What Anderson understood — and what the founding craftsmen could not have anticipated — is that heritage is only useful if you are willing to argue with it. He did not arrive at Loewe to preserve anything. He arrived to prove that a house built on leather could also produce the best knitwear in the market, the most interesting collaboration projects, the sort of runway show that made other designers nervous. The leather remained central, but it was no longer the only language the house spoke.

This is where the question of what remains becomes genuinely difficult to answer. The workshops are still in Madrid. The artisans still cut and stitch by hand, using techniques that predate the trademark. But the vision is Anderson's, not theirs. The house is named after a German merchant who joined a Spanish cooperative, and it is now run by a British-Irish designer who reports to a French conglomerate. There is no clean line of inheritance.
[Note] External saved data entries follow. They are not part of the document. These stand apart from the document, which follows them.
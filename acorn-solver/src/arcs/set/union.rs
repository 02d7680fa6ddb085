use super::candidate_values;
use crate::arcs::Arc;
use crate::arcs::PropagationContext;
use crate::arcs::ReadDomains;
use crate::arcs::Watch;
use crate::basic_types::PropagationStatus;
use crate::domains::DomainValue;
use crate::domains::SetDomainEvents;
use crate::nodes::SetNodeId;

/// An arc maintaining `a ∪ b = c`.
#[derive(Debug)]
pub struct SetUnionArc {
    a: SetNodeId,
    b: SetNodeId,
    c: SetNodeId,
}

impl SetUnionArc {
    pub fn new(a: SetNodeId, b: SetNodeId, c: SetNodeId) -> Self {
        SetUnionArc { a, b, c }
    }
}

impl<T: DomainValue> Arc<T> for SetUnionArc {
    fn name(&self) -> &str {
        "SetUnion"
    }

    fn watches(&self) -> Vec<Watch> {
        vec![
            Watch::Set(self.a, SetDomainEvents::ANY),
            Watch::Set(self.b, SetDomainEvents::ANY),
            Watch::Set(self.c, SetDomainEvents::ANY),
        ]
    }

    fn propagate(&mut self, context: &mut PropagationContext<'_, T>) -> PropagationStatus {
        for value in candidate_values(context, &[self.a, self.b, self.c]) {
            if context.is_required(self.a, value) || context.is_required(self.b, value) {
                context.require(self.c, value)?;
            }
            if !context.is_possible(self.c, value) {
                context.exclude(self.a, value)?;
                context.exclude(self.b, value)?;
            }
            if !context.is_possible(self.a, value) && !context.is_possible(self.b, value) {
                context.exclude(self.c, value)?;
            }
            if context.is_required(self.c, value) {
                // The value must come from somewhere.
                if !context.is_possible(self.a, value) {
                    context.require(self.b, value)?;
                }
                if !context.is_possible(self.b, value) {
                    context.require(self.a, value)?;
                }
            }
        }
        Ok(())
    }
}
There is only a series of pragmatic decisions made by people who understood that luxury, at any given moment, is whatever the market is willing to pay for.

The Amazona, Loewe's oldest bag still in production, was designed in 1975. It is a soft, unstructured shoulder bag with a single compartment and a long strap. It does not photograph well. It does not stand up on a shelf. It is the sort of bag that only makes sense once you have carried it for a month and realised that it holds everything, wrinkles beautifully, and requires no maintenance beyond occasional conditioning. Anderson has kept it in the lineup, but he has also introduced the Puzzle, the Hammock, the Flamenco — bags that are architecturally complex, that photograph like sculptures, that function as signifiers in a way the Amazona never did.

This is the tension Loewe lives in now. It is a house with a craft tradition that predates the concept of a creative director, but it is also a house that depends entirely on the vision of one. When Anderson eventually leaves — and he will, because everyone does — the question will not be whether Loewe survives. LVMH does not acquire houses in order to shutter them. The question will be whether the next designer can make the case for leather as convincingly as Anderson has, or whether Loewe returns to what it was in the 1990s: a perfectly competent manufacturer of bags that no one under forty thought about.

For now, the house is his. The leather is still cut in Madrid. The craftsmen still know how to skive a hide. But the vision, the narrative, the reason anyone writes about Loewe in the first place — that belongs to the designer, not the founders. It always has.